BEGIN Records to process

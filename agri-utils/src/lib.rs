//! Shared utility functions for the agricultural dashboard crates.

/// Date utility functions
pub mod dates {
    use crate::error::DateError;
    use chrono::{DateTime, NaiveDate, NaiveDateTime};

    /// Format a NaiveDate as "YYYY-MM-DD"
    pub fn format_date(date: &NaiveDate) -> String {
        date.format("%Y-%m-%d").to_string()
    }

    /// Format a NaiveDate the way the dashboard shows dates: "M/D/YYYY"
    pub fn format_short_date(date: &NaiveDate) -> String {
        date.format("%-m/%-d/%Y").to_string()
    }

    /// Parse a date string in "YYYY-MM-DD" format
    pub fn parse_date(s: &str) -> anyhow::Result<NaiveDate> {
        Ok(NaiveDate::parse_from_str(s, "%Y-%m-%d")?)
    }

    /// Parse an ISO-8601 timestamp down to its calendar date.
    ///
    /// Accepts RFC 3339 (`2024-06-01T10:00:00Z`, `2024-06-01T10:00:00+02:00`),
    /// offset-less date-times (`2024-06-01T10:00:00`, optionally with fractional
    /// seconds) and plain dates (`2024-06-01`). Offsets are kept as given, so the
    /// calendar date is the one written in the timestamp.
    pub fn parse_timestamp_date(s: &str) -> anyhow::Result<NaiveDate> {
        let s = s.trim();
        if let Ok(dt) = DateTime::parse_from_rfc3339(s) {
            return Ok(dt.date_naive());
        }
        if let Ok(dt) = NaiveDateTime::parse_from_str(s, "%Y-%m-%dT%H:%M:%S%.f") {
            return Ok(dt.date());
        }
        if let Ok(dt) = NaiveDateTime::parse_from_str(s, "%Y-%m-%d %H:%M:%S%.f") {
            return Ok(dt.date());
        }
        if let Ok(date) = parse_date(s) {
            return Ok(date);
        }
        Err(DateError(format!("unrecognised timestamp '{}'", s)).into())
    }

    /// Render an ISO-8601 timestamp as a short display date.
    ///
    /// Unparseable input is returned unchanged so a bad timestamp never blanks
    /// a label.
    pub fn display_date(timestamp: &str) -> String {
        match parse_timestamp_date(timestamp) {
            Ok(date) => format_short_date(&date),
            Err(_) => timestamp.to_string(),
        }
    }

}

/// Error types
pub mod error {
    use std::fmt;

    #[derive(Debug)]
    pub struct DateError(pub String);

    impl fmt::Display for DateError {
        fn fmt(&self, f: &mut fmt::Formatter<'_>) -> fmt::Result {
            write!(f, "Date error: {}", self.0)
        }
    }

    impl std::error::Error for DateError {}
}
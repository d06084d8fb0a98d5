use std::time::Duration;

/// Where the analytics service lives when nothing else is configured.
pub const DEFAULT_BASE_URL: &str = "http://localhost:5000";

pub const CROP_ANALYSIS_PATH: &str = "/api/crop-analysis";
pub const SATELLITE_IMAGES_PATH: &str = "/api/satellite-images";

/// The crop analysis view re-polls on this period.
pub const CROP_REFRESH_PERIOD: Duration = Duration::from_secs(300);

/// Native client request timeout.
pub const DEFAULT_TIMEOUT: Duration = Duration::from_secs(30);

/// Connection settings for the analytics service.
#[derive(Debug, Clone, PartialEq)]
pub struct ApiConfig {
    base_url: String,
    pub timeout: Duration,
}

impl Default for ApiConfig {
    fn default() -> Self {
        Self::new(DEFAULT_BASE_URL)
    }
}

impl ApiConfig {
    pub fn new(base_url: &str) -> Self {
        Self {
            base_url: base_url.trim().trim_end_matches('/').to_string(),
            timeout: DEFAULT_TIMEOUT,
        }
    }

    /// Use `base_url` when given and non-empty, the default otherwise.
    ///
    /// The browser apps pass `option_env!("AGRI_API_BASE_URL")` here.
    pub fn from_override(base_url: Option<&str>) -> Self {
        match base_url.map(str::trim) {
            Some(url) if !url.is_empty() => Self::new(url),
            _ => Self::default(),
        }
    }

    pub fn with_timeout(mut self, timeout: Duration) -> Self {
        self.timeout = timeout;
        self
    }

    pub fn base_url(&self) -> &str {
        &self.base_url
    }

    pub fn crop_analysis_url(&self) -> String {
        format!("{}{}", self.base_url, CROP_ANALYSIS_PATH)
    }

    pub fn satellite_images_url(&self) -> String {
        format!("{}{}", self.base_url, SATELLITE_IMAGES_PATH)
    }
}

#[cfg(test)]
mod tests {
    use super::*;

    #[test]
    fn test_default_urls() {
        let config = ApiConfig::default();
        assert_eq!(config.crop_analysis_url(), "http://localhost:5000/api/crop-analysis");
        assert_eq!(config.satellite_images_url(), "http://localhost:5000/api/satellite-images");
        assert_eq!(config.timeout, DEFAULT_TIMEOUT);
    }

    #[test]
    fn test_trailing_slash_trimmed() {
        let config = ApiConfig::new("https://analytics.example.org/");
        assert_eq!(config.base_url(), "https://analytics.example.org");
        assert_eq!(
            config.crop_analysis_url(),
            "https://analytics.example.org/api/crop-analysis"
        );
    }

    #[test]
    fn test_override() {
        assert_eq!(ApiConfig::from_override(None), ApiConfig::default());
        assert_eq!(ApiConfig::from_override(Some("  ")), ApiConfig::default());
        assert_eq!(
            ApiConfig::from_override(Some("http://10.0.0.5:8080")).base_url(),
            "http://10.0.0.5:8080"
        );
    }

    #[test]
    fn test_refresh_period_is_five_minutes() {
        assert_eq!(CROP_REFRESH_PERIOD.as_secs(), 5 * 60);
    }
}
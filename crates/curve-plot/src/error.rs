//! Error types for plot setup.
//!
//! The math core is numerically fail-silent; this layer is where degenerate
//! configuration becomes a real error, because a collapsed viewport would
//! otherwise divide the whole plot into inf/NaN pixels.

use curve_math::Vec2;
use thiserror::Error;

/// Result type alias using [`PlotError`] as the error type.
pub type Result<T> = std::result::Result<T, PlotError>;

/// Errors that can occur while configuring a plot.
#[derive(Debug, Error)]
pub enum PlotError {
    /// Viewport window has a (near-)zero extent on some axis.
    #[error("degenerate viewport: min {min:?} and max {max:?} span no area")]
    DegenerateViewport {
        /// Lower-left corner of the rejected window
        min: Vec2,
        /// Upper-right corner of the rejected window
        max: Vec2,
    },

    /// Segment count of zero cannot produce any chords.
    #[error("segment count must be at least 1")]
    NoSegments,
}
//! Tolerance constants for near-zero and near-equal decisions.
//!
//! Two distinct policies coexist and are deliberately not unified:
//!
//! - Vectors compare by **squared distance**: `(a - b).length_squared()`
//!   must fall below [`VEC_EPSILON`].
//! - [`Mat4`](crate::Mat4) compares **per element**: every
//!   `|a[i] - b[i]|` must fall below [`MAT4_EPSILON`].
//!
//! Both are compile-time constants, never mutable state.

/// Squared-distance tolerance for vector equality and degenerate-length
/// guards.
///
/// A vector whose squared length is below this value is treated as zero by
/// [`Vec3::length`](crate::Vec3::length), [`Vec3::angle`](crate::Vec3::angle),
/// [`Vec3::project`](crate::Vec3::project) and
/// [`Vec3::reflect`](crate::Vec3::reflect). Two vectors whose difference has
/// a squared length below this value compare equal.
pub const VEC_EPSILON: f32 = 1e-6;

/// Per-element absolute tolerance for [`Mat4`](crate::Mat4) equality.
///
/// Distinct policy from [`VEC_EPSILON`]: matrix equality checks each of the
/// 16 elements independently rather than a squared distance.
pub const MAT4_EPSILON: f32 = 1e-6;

END Records to process

Directions: Taking the records from the top, repeat each line exactly until you have repeated the line that contains "Accepts RFC 3339".

The answer:
filename agri-utils/src/lib.rs
//! Shared utility functions for the agricultural dashboard crates.

/// Date utility functions
pub mod dates {
    use crate::error::DateError;
    use chrono::{DateTime, NaiveDate, NaiveDateTime};

    /// Format a NaiveDate as "YYYY-MM-DD"
    pub fn format_date(date: &NaiveDate) -> String {
        date.format("%Y-%m-%d").to_string()
    }

    /// Format a NaiveDate the way the dashboard shows dates: "M/D/YYYY"
    pub fn format_short_date(date: &NaiveDate) -> String {
        date.format("%-m/%-d/%Y").to_string()
    }

    /// Parse a date string in "YYYY-MM-DD" format
    pub fn parse_date(s: &str) -> anyhow::Result<NaiveDate> {
        Ok(NaiveDate::parse_from_str(s, "%Y-%m-%d")?)
    }

    /// Parse an ISO-8601 timestamp down to its calendar date.
    ///
    /// Accepts RFC 3339 (`2024-06-01T10:00:00Z`, `2024-06-01T10:00:00+02:00`),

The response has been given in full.